## WHAT THE EXERCISE ASKS:
In this exercise, set down every entry that follows exactly as it appears.

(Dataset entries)
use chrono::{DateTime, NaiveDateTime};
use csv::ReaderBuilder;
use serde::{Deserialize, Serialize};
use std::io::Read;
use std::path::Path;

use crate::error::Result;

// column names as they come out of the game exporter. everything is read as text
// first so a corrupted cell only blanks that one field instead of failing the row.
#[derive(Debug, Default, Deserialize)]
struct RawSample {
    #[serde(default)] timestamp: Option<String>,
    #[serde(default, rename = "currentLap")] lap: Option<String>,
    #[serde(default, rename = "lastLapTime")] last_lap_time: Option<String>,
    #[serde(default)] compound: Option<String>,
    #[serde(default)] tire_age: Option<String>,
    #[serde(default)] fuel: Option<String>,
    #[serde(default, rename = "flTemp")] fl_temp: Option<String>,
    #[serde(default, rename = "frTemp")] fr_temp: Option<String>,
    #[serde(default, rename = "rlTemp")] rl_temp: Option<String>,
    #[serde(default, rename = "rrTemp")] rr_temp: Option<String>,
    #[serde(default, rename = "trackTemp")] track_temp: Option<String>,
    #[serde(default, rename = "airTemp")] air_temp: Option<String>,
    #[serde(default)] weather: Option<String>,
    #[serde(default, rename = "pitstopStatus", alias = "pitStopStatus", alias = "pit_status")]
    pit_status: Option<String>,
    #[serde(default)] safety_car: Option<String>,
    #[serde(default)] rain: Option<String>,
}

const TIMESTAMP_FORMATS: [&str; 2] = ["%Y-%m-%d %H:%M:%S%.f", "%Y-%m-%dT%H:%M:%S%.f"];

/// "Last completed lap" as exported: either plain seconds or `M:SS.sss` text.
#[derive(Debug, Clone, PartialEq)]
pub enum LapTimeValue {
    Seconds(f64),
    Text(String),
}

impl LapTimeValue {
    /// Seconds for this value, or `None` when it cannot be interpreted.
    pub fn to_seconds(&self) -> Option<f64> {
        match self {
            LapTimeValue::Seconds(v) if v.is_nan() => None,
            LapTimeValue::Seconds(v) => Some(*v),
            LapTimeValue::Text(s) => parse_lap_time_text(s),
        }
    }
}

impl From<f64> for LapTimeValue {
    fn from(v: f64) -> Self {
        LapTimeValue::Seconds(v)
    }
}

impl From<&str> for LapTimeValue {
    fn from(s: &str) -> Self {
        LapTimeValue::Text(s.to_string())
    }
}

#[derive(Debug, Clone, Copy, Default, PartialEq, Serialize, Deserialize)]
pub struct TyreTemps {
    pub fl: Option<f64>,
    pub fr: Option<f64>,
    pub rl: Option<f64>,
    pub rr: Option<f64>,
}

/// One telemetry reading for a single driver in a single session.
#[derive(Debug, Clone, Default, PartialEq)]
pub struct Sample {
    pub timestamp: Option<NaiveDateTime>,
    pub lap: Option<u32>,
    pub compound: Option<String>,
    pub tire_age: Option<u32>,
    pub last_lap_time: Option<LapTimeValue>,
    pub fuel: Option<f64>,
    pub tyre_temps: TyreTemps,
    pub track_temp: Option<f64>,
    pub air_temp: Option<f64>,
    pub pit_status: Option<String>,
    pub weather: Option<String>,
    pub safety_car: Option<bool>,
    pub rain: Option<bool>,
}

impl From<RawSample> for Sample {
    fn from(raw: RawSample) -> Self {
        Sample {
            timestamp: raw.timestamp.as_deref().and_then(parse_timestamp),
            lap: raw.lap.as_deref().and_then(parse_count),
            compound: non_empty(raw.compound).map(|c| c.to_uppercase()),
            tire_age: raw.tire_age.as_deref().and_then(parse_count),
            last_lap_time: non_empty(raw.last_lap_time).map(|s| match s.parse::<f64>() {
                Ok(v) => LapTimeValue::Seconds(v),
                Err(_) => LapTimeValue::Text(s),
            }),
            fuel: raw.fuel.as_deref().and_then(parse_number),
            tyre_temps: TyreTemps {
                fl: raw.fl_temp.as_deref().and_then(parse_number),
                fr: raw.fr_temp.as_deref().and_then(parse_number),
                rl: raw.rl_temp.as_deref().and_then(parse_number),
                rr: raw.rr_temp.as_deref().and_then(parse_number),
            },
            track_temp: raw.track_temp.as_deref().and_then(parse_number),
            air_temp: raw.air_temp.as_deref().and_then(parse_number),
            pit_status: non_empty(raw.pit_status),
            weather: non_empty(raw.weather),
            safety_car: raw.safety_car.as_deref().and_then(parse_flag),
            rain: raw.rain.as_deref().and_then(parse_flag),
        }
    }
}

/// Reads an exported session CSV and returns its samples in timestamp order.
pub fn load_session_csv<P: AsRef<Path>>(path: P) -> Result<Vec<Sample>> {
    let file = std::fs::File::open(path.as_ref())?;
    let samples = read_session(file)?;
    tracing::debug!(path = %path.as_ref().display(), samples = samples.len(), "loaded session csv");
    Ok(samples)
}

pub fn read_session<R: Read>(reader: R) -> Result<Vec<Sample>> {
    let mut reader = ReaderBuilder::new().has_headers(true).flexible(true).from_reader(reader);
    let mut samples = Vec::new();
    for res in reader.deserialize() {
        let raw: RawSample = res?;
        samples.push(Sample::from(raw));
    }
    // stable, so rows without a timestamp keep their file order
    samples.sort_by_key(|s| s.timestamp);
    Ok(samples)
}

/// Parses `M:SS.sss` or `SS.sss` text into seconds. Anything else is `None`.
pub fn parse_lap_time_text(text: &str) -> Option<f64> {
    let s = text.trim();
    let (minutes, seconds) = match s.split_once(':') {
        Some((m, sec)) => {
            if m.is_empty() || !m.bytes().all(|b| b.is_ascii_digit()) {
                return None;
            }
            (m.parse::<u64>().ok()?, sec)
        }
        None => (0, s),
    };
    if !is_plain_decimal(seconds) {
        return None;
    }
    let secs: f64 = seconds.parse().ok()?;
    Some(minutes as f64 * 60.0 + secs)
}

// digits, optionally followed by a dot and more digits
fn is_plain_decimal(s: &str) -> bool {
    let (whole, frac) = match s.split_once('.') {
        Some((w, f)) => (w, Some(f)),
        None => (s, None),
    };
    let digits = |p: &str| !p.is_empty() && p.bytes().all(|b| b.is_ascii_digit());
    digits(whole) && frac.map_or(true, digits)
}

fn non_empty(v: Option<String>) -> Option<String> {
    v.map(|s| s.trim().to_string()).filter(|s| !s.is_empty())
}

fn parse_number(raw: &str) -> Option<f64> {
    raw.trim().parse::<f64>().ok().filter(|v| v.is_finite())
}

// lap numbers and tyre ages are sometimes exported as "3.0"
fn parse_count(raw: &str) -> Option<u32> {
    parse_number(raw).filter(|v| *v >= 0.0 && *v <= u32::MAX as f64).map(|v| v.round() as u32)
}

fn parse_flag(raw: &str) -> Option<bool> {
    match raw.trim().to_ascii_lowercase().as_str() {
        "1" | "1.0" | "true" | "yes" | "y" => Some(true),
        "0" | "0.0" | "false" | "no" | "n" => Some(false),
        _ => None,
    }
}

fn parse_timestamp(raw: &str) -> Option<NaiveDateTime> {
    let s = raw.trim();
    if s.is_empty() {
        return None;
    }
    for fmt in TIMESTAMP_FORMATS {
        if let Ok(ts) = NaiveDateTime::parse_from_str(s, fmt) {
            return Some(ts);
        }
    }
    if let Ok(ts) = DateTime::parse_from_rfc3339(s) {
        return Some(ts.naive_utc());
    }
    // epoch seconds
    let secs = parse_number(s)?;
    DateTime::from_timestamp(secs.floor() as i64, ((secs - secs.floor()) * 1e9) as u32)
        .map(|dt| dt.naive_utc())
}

## TASK RESULT:
use chrono::{DateTime, NaiveDateTime};
use csv::ReaderBuilder;
use serde::{Deserialize, Serialize};
use std::io::Read;
use std::path::Path;

use crate::error::Result;

// column names as they come out of the game exporter. everything is read as text
// first so a corrupted cell only blanks that one field instead of failing the row.
#[derive(Debug, Default, Deserialize)]
struct RawSample {
    #[serde(default)] timestamp: Option<String>,
    #[serde(default, rename = "currentLap")] lap: Option<String>,
    #[serde(default, rename = "lastLapTime")] last_lap_time: Option<String>,
    #[serde(default)] compound: Option<String>,
    #[serde(default)] tire_age: Option<String>,
    #[serde(default)] fuel: Option<String>,
    #[serde(default, rename = "flTemp")] fl_temp: Option<String>,
    #[serde(default, rename = "frTemp")] fr_temp: Option<String>,
    #[serde(default, rename = "rlTemp")] rl_temp: Option<String>,
    #[serde(default, rename = "rrTemp")] rr_temp: Option<String>,
    #[serde(default, rename = "trackTemp")] track_temp: Option<String>,
    #[serde(default, rename = "airTemp")] air_temp: Option<String>,
    #[serde(default)] weather: Option<String>,
    #[serde(default, rename = "pitstopStatus", alias = "pitStopStatus", alias = "pit_status")]
    pit_status: Option<String>,
    #[serde(default)] safety_car: Option<String>,
    #[serde(default)] rain: Option<String>,
}

const TIMESTAMP_FORMATS: [&str; 2] = ["%Y-%m-%d %H:%M:%S%.f", "%Y-%m-%dT%H:%M:%S%.f"];

/// "Last completed lap" as exported: either plain seconds or `M:SS.sss` text.
#[derive(Debug, Clone, PartialEq)]
pub enum LapTimeValue {
    Seconds(f64),
    Text(String),
}

impl LapTimeValue {
    /// Seconds for this value, or `None` when it cannot be interpreted.
    pub fn to_seconds(&self) -> Option<f64> {
        match self {
            LapTimeValue::Seconds(v) if v.is_nan() => None,
            LapTimeValue::Seconds(v) => Some(*v),
            LapTimeValue::Text(s) => parse_lap_time_text(s),
        }
    }
}

impl From<f64> for LapTimeValue {
    fn from(v: f64) -> Self {
        LapTimeValue::Seconds(v)
    }
}

impl From<&str> for LapTimeValue {
    fn from(s: &str) -> Self {
        LapTimeValue::Text(s.to_string())
    }
}

#[derive(Debug, Clone, Copy, Default, PartialEq, Serialize, Deserialize)]
pub struct TyreTemps {
    pub fl: Option<f64>,
    pub fr: Option<f64>,
    pub rl: Option<f64>,
    pub rr: Option<f64>,
}

/// One telemetry reading for a single driver in a single session.
#[derive(Debug, Clone, Default, PartialEq)]
pub struct Sample {
    pub timestamp: Option<NaiveDateTime>,
    pub lap: Option<u32>,
    pub compound: Option<String>,
    pub tire_age: Option<u32>,
    pub last_lap_time: Option<LapTimeValue>,
    pub fuel: Option<f64>,
    pub tyre_temps: TyreTemps,
    pub track_temp: Option<f64>,
    pub air_temp: Option<f64>,
    pub pit_status: Option<String>,
    pub weather: Option<String>,
    pub safety_car: Option<bool>,
    pub rain: Option<bool>,
}

impl From<RawSample> for Sample {
    fn from(raw: RawSample) -> Self {
        Sample {
            timestamp: raw.timestamp.as_deref().and_then(parse_timestamp),
            lap: raw.lap.as_deref().and_then(parse_count),
            compound: non_empty(raw.compound).map(|c| c.to_uppercase()),
            tire_age: raw.tire_age.as_deref().and_then(parse_count),
            last_lap_time: non_empty(raw.last_lap_time).map(|s| match s.parse::<f64>() {
                Ok(v) => LapTimeValue::Seconds(v),
                Err(_) => LapTimeValue::Text(s),
            }),
            fuel: raw.fuel.as_deref().and_then(parse_number),
            tyre_temps: TyreTemps {
                fl: raw.fl_temp.as_deref().and_then(parse_number),
                fr: raw.fr_temp.as_deref().and_then(parse_number),
                rl: raw.rl_temp.as_deref().and_then(parse_number),
                rr: raw.rr_temp.as_deref().and_then(parse_number),
            },
            track_temp: raw.track_temp.as_deref().and_then(parse_number),
            air_temp: raw.air_temp.as_deref().and_then(parse_number),
            pit_status: non_empty(raw.pit_status),
            weather: non_empty(raw.weather),
            safety_car: raw.safety_car.as_deref().and_then(parse_flag),
            rain: raw.rain.as_deref().and_then(parse_flag),
        }
    }
}

/// Reads an exported session CSV and returns its samples in timestamp order.
pub fn load_session_csv<P: AsRef<Path>>(path: P) -> Result<Vec<Sample>> {
    let file = std::fs::File::open(path.as_ref())?;
    let samples = read_session(file)?;
    tracing::debug!(path = %path.as_ref().display(), samples = samples.len(), "loaded session csv");
    Ok(samples)
}

pub fn read_session<R: Read>(reader: R) -> Result<Vec<Sample>> {
    let mut reader = ReaderBuilder::new().has_headers(true).flexible(true).from_reader(reader);
    let mut samples = Vec::new();
    for res in reader.deserialize() {
        let raw: RawSample = res?;
        samples.push(Sample::from(raw));
    }
    // stable, so rows without a timestamp keep their file order
    samples.sort_by_key(|s| s.timestamp);
    Ok(samples)
}

/// Parses `M:SS.sss` or `SS.sss` text into seconds. Anything else is `None`.
pub fn parse_lap_time_text(text: &str) -> Option<f64> {
    let s = text.trim();
    let (minutes, seconds) = match s.split_once(':') {
        Some((m, sec)) => {
            if m.is_empty() || !m.bytes().all(|b| b.is_ascii_digit()) {
                return None;
            }
            (m.parse::<u64>().ok()?, sec)
        }
        None => (0, s),
    };
    if !is_plain_decimal(seconds) {
        return None;
    }
    let secs: f64 = seconds.parse().ok()?;
    Some(minutes as f64 * 60.0 + secs)
}

// digits, optionally followed by a dot and more digits
fn is_plain_decimal(s: &str) -> bool {
    let (whole, frac) = match s.split_once('.') {
        Some((w, f)) => (w, Some(f)),
        None => (s, None),
    };
    let digits = |p: &str| !p.is_empty() && p.bytes().all(|b| b.is_ascii_digit());
    digits(whole) && frac.map_or(true, digits)
}

fn non_empty(v: Option<String>) -> Option<String> {
    v.map(|s| s.trim().to_string()).filter(|s| !s.is_empty())
}

fn parse_number(raw: &str) -> Option<f64> {
    raw.trim().parse::<f64>().ok().filter(|v| v.is_finite())
}

// lap numbers and tyre ages are sometimes exported as "3.0"
fn parse_count(raw: &str) -> Option<u32> {
    parse_number(raw).filter(|v| *v >= 0.0 && *v <= u32::MAX as f64).map(|v| v.round() as u32)
}

fn parse_flag(raw: &str) -> Option<bool> {
    match raw.trim().to_ascii_lowercase().as_str() {
        "1" | "1.0" | "true" | "yes" | "y" => Some(true),
        "0" | "0.0" | "false" | "no" | "n" => Some(false),
        _ => None,
    }
}

fn parse_timestamp(raw: &str) -> Option<NaiveDateTime> {
    let s = raw.trim();
    if s.is_empty() {
        return None;
    }
    for fmt in TIMESTAMP_FORMATS {
        if let Ok(ts) = NaiveDateTime::parse_from_str(s, fmt) {
            return Some(ts);
        }
    }
    if let Ok(ts) = DateTime::parse_from_rfc3339(s) {
        return Some(ts.naive_utc());
    }
    // epoch seconds
    let secs = parse_number(s)?;
    DateTime::from_timestamp(secs.floor() as i64, ((secs - secs.floor()) * 1e9) as u32)
        .map(|dt| dt.naive_utc())
}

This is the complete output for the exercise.